En effet, le juge prud’homal constate que, si la possibilité pour l’employeur d’organiser, en cas d’arrêt maladie, une contre visite est expressément prévue par l’accord d’entreprise du 7 décembre 2012 qui prévoit qu’en cas d’absence du salarié lors du contrôle ou de refus du salarié de se soumettre à la contrevisite, l’employeur cesse immédiatement le versement du complément de salaire après avoir averti le salarié, il résulte des éléments versés aux débats et des explications données par les parties que le contrôle mis en place par DOMAXIS SA d’HLM n’a pu aboutir, non pas en raison de l’absence ou du refus de la salariée, mais du fait que son nom ne figurait pas sur la boite aux lettres de la personne par qui elle se disait hébergée, sans que le contrôleur ou l’employeur n’ait néanmoins recherché à la joindre pour se faire préciser ce nom et que la visite puisse aboutir.

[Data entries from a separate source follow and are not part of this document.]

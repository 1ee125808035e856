//! Vote tally results and the live progress of a running tally.

use serde::{Deserialize, Serialize};

use crate::Timestamp;

/// Aggregate vote statistics for one treasury spend.
#[derive(Clone, Debug, Default, PartialEq, Serialize, Deserialize)]
pub struct VotingTally {
    pub voting_start_block: i64,
    pub voting_end_block: i64,
    pub yes_votes: u64,
    pub no_votes: u64,
    /// Yes plus no; abstentions are not counted.
    pub votes_cast: u64,
    pub eligible_votes: u64,
    pub quorum_required: u64,
    pub quorum_achieved: bool,
    /// `yes / (yes + no) * 100`, or 0 with no votes.
    pub approval_rate: f64,
    /// `votes_cast / eligible_votes * 100`.
    pub turnout_rate: f64,
    pub voting_complete: bool,
    pub in_mempool: bool,
    pub voting_start_time: Option<Timestamp>,
    pub voting_end_time: Option<Timestamp>,
}

impl VotingTally {
    /// Zero-filled tally for a window whose count has not finished.
    pub fn placeholder(start: i64, end: i64, in_mempool: bool) -> Self {
        Self {
            voting_start_block: start,
            voting_end_block: end,
            in_mempool,
            ..Self::default()
        }
    }
}

/// Live progress of a tally job.
#[derive(Clone, Debug, Default, PartialEq, Serialize, Deserialize)]
pub struct VoteTallyProgress {
    pub is_parsing: bool,
    /// Percent of the window processed, within `[0, 100]`.
    pub progress: f64,
    pub current_block: i64,
    pub total_blocks: i64,
    pub yes_votes: u64,
    pub no_votes: u64,
    /// Linear extrapolation of the remaining time.
    pub estimated_secs: u64,
    pub message: String,
}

Par ailleurs, le juge prud’homal considère qu’il résulte d’une première enquête CHSCT relative à des faits de harcèlement moral concernant un autre salarié, et du questionnaire rempli par Madame X le 18 octobre 2016, que cette dernière a elle-même été victime d’insultes répétées et de graves menaces de la part d’une supérieure hiérarchique, ce que DOMAXIS SA d’HLM ne conteste d’ailleurs pas, affirmant avoir pris toutes les mesures utiles pour licencier la salariée responsable des faits.

Le juge prud’homal considère qu’il résulte de cette même audition et des entretiens d’évaluation que Madame X se plaignait d’une surcharge de travail, confirmée par plusieurs échanges de mail au sujet notamment de Madame Z, DOMAXIS SA d’HLM n’ayant jamais pris la moindre mesure à ce sujet  et pris au contraire la décision de sanctionner Madame X qui n’arrivait plus à faire face à l’ensemble de ces tâches par un avertissement en novembre 2015 ou de lui refuser ses RTT, au motif, non justifié, d’un délai prétendument non respecté.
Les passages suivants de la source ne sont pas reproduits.